--- To do ---
All lines in the records that carry the string "usize" are to be shown.

(Extracted data entries)
= = = =

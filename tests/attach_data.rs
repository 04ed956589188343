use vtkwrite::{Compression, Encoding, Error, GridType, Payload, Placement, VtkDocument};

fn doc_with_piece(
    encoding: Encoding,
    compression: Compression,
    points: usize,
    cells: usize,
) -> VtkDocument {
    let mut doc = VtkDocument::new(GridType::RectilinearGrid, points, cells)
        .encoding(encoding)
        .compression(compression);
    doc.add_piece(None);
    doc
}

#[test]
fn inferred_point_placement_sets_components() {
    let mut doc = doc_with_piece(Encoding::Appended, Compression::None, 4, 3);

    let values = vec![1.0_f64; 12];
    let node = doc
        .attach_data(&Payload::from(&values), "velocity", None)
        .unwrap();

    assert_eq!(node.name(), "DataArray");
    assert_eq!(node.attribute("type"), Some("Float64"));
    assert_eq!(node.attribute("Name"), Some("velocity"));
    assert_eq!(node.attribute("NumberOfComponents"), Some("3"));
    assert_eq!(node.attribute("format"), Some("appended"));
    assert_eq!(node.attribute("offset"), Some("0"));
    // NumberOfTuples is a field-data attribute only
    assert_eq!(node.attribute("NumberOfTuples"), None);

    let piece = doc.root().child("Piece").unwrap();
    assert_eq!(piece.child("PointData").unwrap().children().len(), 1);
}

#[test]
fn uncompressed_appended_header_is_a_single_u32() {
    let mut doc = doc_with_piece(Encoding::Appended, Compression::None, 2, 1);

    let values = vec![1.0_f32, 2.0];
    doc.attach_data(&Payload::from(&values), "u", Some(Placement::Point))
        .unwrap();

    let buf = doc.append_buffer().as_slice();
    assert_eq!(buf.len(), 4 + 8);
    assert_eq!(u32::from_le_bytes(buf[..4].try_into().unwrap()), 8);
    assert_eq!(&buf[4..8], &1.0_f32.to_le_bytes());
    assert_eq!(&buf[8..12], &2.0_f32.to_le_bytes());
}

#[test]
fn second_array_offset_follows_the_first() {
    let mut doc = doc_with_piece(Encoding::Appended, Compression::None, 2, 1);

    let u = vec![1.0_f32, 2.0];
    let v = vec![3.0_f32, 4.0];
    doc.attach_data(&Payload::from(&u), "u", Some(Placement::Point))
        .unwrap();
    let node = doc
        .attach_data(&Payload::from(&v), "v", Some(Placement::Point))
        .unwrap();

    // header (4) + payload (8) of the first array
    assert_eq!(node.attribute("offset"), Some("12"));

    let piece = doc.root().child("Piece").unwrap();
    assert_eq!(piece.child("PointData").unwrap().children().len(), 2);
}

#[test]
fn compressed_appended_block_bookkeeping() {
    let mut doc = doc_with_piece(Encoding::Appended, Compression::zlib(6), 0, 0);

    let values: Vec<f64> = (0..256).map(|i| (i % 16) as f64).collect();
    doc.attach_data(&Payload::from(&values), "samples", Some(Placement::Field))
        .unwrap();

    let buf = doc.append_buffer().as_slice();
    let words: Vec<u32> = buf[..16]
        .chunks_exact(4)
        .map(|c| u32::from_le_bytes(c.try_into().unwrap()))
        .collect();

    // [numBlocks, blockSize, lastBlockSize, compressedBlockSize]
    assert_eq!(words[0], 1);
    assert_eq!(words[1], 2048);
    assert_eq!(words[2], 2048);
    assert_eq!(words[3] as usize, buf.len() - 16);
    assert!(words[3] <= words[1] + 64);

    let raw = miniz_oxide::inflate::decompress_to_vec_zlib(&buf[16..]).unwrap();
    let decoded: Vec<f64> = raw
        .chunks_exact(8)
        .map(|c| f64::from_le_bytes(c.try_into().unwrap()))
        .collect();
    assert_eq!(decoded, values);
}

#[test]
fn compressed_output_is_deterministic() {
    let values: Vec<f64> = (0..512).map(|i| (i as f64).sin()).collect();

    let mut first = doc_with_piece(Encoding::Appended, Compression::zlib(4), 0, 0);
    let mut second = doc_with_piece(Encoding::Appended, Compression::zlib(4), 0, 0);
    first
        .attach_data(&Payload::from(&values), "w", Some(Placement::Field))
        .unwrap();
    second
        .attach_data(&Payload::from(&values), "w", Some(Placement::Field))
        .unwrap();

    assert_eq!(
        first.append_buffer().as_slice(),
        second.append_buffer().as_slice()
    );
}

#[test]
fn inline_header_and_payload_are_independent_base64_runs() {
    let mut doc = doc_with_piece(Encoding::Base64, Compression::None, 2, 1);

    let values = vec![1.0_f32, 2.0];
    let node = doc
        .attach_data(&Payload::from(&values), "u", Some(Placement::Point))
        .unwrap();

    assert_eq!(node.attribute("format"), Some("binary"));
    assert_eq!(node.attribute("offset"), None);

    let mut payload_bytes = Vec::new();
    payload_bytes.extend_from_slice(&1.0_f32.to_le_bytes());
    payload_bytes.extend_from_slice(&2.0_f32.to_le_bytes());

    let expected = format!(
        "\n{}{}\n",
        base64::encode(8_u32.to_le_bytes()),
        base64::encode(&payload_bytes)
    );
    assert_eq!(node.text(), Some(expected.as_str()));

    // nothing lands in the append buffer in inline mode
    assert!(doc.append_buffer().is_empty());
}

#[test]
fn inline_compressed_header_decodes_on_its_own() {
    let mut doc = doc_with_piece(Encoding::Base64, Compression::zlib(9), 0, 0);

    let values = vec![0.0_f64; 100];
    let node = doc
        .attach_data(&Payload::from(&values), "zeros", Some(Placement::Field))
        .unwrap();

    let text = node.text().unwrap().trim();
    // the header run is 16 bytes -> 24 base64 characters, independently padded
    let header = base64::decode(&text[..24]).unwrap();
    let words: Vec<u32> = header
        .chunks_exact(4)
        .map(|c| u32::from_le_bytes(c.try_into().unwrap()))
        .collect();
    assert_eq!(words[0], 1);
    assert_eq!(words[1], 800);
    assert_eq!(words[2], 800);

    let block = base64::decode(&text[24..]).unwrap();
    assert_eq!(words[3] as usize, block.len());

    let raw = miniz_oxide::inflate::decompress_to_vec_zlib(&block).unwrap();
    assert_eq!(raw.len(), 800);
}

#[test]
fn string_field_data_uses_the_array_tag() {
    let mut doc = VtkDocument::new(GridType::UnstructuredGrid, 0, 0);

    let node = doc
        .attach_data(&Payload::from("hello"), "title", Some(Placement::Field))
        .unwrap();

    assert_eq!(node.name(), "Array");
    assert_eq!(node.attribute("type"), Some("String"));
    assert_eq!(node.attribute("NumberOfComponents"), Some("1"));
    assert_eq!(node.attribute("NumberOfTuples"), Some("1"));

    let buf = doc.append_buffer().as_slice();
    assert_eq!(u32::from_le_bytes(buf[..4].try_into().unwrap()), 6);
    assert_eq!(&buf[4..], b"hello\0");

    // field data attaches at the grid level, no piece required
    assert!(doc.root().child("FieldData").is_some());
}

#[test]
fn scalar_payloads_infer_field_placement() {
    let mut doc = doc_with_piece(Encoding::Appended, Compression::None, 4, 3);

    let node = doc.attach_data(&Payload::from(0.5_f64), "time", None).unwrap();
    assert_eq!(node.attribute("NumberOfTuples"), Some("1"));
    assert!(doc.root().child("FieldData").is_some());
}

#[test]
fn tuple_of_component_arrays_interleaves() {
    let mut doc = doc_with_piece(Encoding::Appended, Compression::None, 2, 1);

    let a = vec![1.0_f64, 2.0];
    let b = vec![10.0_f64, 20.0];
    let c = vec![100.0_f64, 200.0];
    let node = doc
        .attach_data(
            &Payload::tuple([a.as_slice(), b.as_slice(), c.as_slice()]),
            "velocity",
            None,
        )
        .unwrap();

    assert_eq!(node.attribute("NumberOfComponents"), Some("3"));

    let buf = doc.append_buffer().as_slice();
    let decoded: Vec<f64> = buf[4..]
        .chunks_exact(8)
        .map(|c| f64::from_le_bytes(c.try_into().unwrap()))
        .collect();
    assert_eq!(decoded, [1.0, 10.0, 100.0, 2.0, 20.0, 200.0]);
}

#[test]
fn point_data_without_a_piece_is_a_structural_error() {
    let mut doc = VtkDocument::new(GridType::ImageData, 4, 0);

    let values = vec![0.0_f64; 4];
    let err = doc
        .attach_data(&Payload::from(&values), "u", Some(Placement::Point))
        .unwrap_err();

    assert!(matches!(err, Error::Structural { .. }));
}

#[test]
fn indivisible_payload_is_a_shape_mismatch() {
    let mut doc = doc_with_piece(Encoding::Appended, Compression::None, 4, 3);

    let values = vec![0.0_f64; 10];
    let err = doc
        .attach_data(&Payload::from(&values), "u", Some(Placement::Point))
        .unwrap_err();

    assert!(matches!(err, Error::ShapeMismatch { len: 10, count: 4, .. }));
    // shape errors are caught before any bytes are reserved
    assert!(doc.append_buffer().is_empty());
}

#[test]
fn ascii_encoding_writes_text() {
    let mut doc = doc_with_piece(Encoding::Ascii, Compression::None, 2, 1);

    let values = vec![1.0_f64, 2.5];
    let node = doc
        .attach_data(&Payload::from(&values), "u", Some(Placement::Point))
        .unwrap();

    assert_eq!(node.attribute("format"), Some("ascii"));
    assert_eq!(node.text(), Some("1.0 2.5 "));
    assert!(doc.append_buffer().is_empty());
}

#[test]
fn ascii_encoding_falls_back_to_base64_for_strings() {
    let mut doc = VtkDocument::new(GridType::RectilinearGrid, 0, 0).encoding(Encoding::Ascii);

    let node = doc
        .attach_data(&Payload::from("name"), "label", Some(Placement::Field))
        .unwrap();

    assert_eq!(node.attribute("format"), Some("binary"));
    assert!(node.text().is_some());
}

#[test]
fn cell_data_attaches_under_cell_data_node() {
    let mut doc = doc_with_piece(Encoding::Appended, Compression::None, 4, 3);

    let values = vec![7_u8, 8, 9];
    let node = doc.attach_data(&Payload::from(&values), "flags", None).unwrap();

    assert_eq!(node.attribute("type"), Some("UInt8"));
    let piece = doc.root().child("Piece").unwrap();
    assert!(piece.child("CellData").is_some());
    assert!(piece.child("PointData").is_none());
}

= = = =

--- Solution to this task ---
    points: usize,
    cells: usize,
    assert_eq!(words[3] as usize, buf.len() - 16);
    assert_eq!(words[3] as usize, block.len());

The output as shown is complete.